Exercise objective: Write out each line of the records that has "takes" in it.

Extracted records:
--
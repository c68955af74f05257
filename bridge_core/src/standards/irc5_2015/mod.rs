//! # IRC 5:2015 - General Features of Design
//!
//! Compliance checks and standard outlines for road bridges. Cl. 105.2.1
//! (protection to users) lives in [`crate::layout`].
//!
//! ## Example
//!
//! ```rust
//! use bridge_core::standards::irc5_2015::{carriageway_width, FootpathProvision, footpath_width};
//! use bridge_core::units::Meters;
//!
//! let check = carriageway_width(Meters(7.0), 2).unwrap();
//! assert!(!check.is_compliant);
//! assert_eq!(check.required, Some(7.5));
//!
//! let footpath = footpath_width(FootpathProvision::None, None).unwrap();
//! assert!(!footpath.applicable);
//! ```

pub mod alignment;
pub mod barriers;
pub mod kerbs;
pub mod railings;
pub mod surfacing;
pub mod widths;

use std::fmt;

use serde::{Deserialize, Serialize};

pub use alignment::{bridge_length_single_curve, longitudinal_gradient, skew_angle};
pub use barriers::{
    barrier_geometry, BarrierGeometry, BarrierRequest, BarrierSubType, BarrierType, KerbBase,
    MetallicBarrierType, MetallicSystem, RailingType, RigidBarrierType, RigidProfile,
};
pub use kerbs::{road_kerb_outline, safety_kerb_outline, safety_kerb_width, KerbOutline, SafetyKerbOutline};
pub use railings::{railing_height, RailingHeightCheck};
pub use surfacing::{wearing_coat, WearingCoat};
pub use widths::{carriageway_width, design_life, footpath_width, required_carriageway_width};

/// Footpath arrangement on the deck
#[derive(Debug, Clone, Copy, PartialEq, Eq, Hash, Serialize, Deserialize)]
pub enum FootpathProvision {
    None,
    SingleSide,
    BothSides,
}

impl FootpathProvision {
    pub const ALL: [FootpathProvision; 3] = [
        FootpathProvision::None,
        FootpathProvision::SingleSide,
        FootpathProvision::BothSides,
    ];

    pub fn display_name(&self) -> &'static str {
        match self {
            FootpathProvision::None => "None",
            FootpathProvision::SingleSide => "Single Side",
            FootpathProvision::BothSides => "Both Sides",
        }
    }

    pub fn is_provided(&self) -> bool {
        !matches!(self, FootpathProvision::None)
    }
}

impl fmt::Display for FootpathProvision {
    fn fmt(&self, f: &mut fmt::Formatter<'_>) -> fmt::Result {
        write!(f, "{}", self.display_name())
    }
}

#[cfg(test)]
mod tests {
    use super::*;

    #[test]
    fn test_footpath_provision() {
        assert!(!FootpathProvision::None.is_provided());
        assert!(FootpathProvision::SingleSide.is_provided());
        assert!(FootpathProvision::BothSides.is_provided());
        assert_eq!(FootpathProvision::BothSides.to_string(), "Both Sides");
    }
}
/// Standard barrier or median outline
#[derive(Debug, Clone, Copy, PartialEq, Serialize, Deserialize)]
#[serde(tag = "shape")]
pub enum BarrierGeometry {
    /// Rigid barrier beside a footpath, with railing
    RigidWithRailing {
        profile: RigidProfile,
        railing_type: RailingType,
        railing_width: f64,
    },
    Rigid {
        profile: RigidProfile,
        sub_type: RigidBarrierType,
    },
    SemiRigid {
        width: f64,
        height: f64,
        kerb: KerbBase,
        system: MetallicSystem,
    },
    RaisedKerbMedian {
        median_width: f64,
        kerb: KerbBase,
    },
    RccBarrierMedian {
        median_width: f64,
        barrier_height: f64,
        barrier_top_width: f64,
        barrier_bottom_width: f64,
        kerb: KerbBase,
    },
    MetallicMedian {
        median_width: f64,
        kerb: KerbBase,
        system: MetallicSystem,
    },
}

impl BarrierGeometry {
    /// Overall height above the deck where the outline defines one (m)
    pub fn height(&self) -> Option<f64> {
        match self {
            BarrierGeometry::RigidWithRailing { profile, .. } | BarrierGeometry::Rigid { profile, .. } => {
                Some(profile.height)
            }
            BarrierGeometry::SemiRigid { height, .. } => Some(*height),
            BarrierGeometry::RccBarrierMedian { barrier_height, .. } => Some(*barrier_height),
            BarrierGeometry::RaisedKerbMedian { kerb, .. } => Some(kerb.height),
            BarrierGeometry::MetallicMedian { kerb, system, .. } => Some(kerb.height + system.post_height),
        }
    }
}

const MEDIAN_WIDTH_MM: f64 = 1200.0;
const POST_SECTION_AREA_MM2: f64 = 2088.0;

fn kerb_base() -> KerbBase {
    KerbBase {
        height: mm(100.0),
        top_width: mm(500.0),
        bottom_width: mm(550.0),
    }
}

fn metallic_system(beams: MetallicBarrierType) -> MetallicSystem {
    MetallicSystem {
        post_section_area: POST_SECTION_AREA_MM2 * 1e-6,
        post_height: mm(950.0),
        spacer_height: mm(330.0),
        post_spacing: mm(1000.0),
        w_beam_thickness: mm(3.0),
        w_beam_developed_length: mm(750.0),
        beam_count: beams.beam_count(),
    }
}

fn metallic_sub_type(request: &BarrierRequest) -> CalcResult<MetallicBarrierType> {
    match request.sub_type {
        Some(BarrierSubType::Metallic(t)) => Ok(t),
        Some(other) => Err(CalcError::unsupported(
            "sub_type",
            other.to_string(),
            format!("{} takes a metallic W-beam sub-type", request.barrier_type),
        )),
        None => Err(CalcError::missing_parameter("sub_type")),
    }
}

fn rigid_sub_type(request: &BarrierRequest) -> CalcResult<RigidBarrierType> {
    match request.sub_type {
        Some(BarrierSubType::Rigid(t)) => Ok(t),
        Some(other) => Err(CalcError::unsupported(
            "sub_type",
            other.to_string(),
            "A rigid barrier without footpath takes a rigid sub-type",
        )),
        None => Err(CalcError::missing_parameter("sub_type")),
    }
}

/// Outline for the requested barrier configuration (Cl. 109.6.3)
pub fn barrier_geometry(request: &BarrierRequest) -> CalcResult<BarrierGeometry> {
    debug!(clause = %BARRIER_SHAPES, ?request, "evaluating");

    let geometry = match request.barrier_type {
        BarrierType::RigidConcrete if request.footpath.is_provided() => {
            let railing_type = request
                .railing_type
                .ok_or_else(|| CalcError::missing_parameter("railing_type"))?;
            BarrierGeometry::RigidWithRailing {
                profile: RigidProfile::from_mm([900.0, 450.0, 50.0, 250.0, 175.0, 100.0, 550.0]),
                railing_type,
                railing_width: railing_type.width(),
            }
        }
        BarrierType::RigidConcrete => {
            let sub_type = rigid_sub_type(request)?;
            let dims = match sub_type {
                RigidBarrierType::Irc5R => [1100.0, 450.0, 50.0, 250.0, 175.0, 100.0, 750.0],
                RigidBarrierType::HighContainment => [1550.0, 525.0, 50.0, 250.0, 250.0, 100.0, 1200.0],
            };
            BarrierGeometry::Rigid {
                profile: RigidProfile::from_mm(dims),
                sub_type,
            }
        }
        BarrierType::SemiRigidMetallic => {
            let system = metallic_system(metallic_sub_type(request)?);
            BarrierGeometry::SemiRigid {
                width: mm(550.0),
                height: system.post_height + mm(100.0),
                kerb: kerb_base(),
                system,
            }
        }
        BarrierType::RaisedKerbMedian => BarrierGeometry::RaisedKerbMedian {
            median_width: mm(MEDIAN_WIDTH_MM),
            kerb: kerb_base(),
        },
        BarrierType::RccBarrierMedian => BarrierGeometry::RccBarrierMedian {
            median_width: mm(MEDIAN_WIDTH_MM),
            barrier_height: mm(900.0),
            barrier_top_width: mm(175.0),
            barrier_bottom_width: mm(450.0),
            kerb: kerb_base(),
        },
        BarrierType::MetallicBarrierMedian => BarrierGeometry::MetallicMedian {
            median_width: mm(MEDIAN_WIDTH_MM),
            kerb: kerb_base(),
            system: metallic_system(metallic_sub_type(request)?),
        },
    };
    Ok(geometry)
}

#[cfg(test)]
mod tests {
    use super::*;

    #[test]
    fn test_rigid_with_footpath_needs_railing() {
        let request = BarrierRequest::new(BarrierType::RigidConcrete, FootpathProvision::SingleSide);
        let err = barrier_geometry(&request).unwrap_err();
        assert_eq!(err, CalcError::missing_parameter("railing_type"));

        let geometry = barrier_geometry(&request.with_railing(RailingType::Rcc)).unwrap();
        match geometry {
            BarrierGeometry::RigidWithRailing {
                profile,
                railing_width,
                ..
            } => {
                assert_eq!(profile.height, 0.9);
                assert_eq!(profile.middle_length, 0.55);
                assert_eq!(railing_width, 0.275);
            }
            other => panic!("unexpected {:?}", other),
        }
    }

    #[test]
    fn test_rigid_without_footpath() {
        let request = BarrierRequest::new(BarrierType::RigidConcrete, FootpathProvision::None)
            .with_sub_type(BarrierSubType::Rigid(RigidBarrierType::Irc5R));
        let geometry = barrier_geometry(&request).unwrap();
        assert_eq!(geometry.height(), Some(1.1));
    }

    #[test]
    fn test_rigid_sub_type_errors() {
        let bare = BarrierRequest::new(BarrierType::RigidConcrete, FootpathProvision::None);
        assert_eq!(barrier_geometry(&bare).unwrap_err().error_code(), "MISSING_PARAMETER");

        let wrong = bare.with_sub_type(BarrierSubType::Metallic(MetallicBarrierType::SingleWBeam));
        assert_eq!(
            barrier_geometry(&wrong).unwrap_err().error_code(),
            "UNSUPPORTED_CONFIGURATION"
        );
    }

    #[test]
    fn test_semi_rigid() {
        let request = BarrierRequest::new(BarrierType::SemiRigidMetallic, FootpathProvision::None)
            .with_sub_type(BarrierSubType::Metallic(MetallicBarrierType::DoubleWBeam));
        match barrier_geometry(&request).unwrap() {
            BarrierGeometry::SemiRigid { width, height, system, .. } => {
                assert_eq!(width, 0.55);
                assert!((height - 1.05).abs() < 1e-12);
                assert_eq!(system.beam_count, 2);
                assert!((system.post_section_area - 0.002088).abs() < 1e-15);
            }
            other => panic!("unexpected {:?}", other),
        }
    }

    #[test]
    fn test_semi_rigid_requires_sub_type() {
        let request = BarrierRequest::new(BarrierType::SemiRigidMetallic, FootpathProvision::BothSides);
        assert!(barrier_geometry(&request).is_err());
    }

    #[test]
    fn test_medians() {
        for barrier_type in [BarrierType::RaisedKerbMedian, BarrierType::RccBarrierMedian] {
            let geometry = barrier_geometry(&BarrierRequest::new(barrier_type, FootpathProvision::None)).unwrap();
            assert!(barrier_type.is_median());
            assert!(geometry.height().is_some());
        }
        let metallic = BarrierRequest::new(BarrierType::MetallicBarrierMedian, FootpathProvision::None)
            .with_sub_type(BarrierSubType::Metallic(MetallicBarrierType::SingleWBeam));
        match barrier_geometry(&metallic).unwrap() {
            BarrierGeometry::MetallicMedian { median_width, system, .. } => {
                assert_eq!(median_width, 1.2);
                assert_eq!(system.beam_count, 1);
            }
            other => panic!("unexpected {:?}", other),
        }
    }

    #[test]
    fn test_geometry_serializes_with_shape_tag() {
        let geometry = barrier_geometry(&BarrierRequest::new(BarrierType::RaisedKerbMedian, FootpathProvision::None))
            .unwrap();
        let json = serde_json::to_value(geometry).unwrap();
        assert_eq!(json["shape"], "RaisedKerbMedian");
    }
}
--
Response area:
            format!("{} takes a metallic W-beam sub-type", request.barrier_type),
            "A rigid barrier without footpath takes a rigid sub-type",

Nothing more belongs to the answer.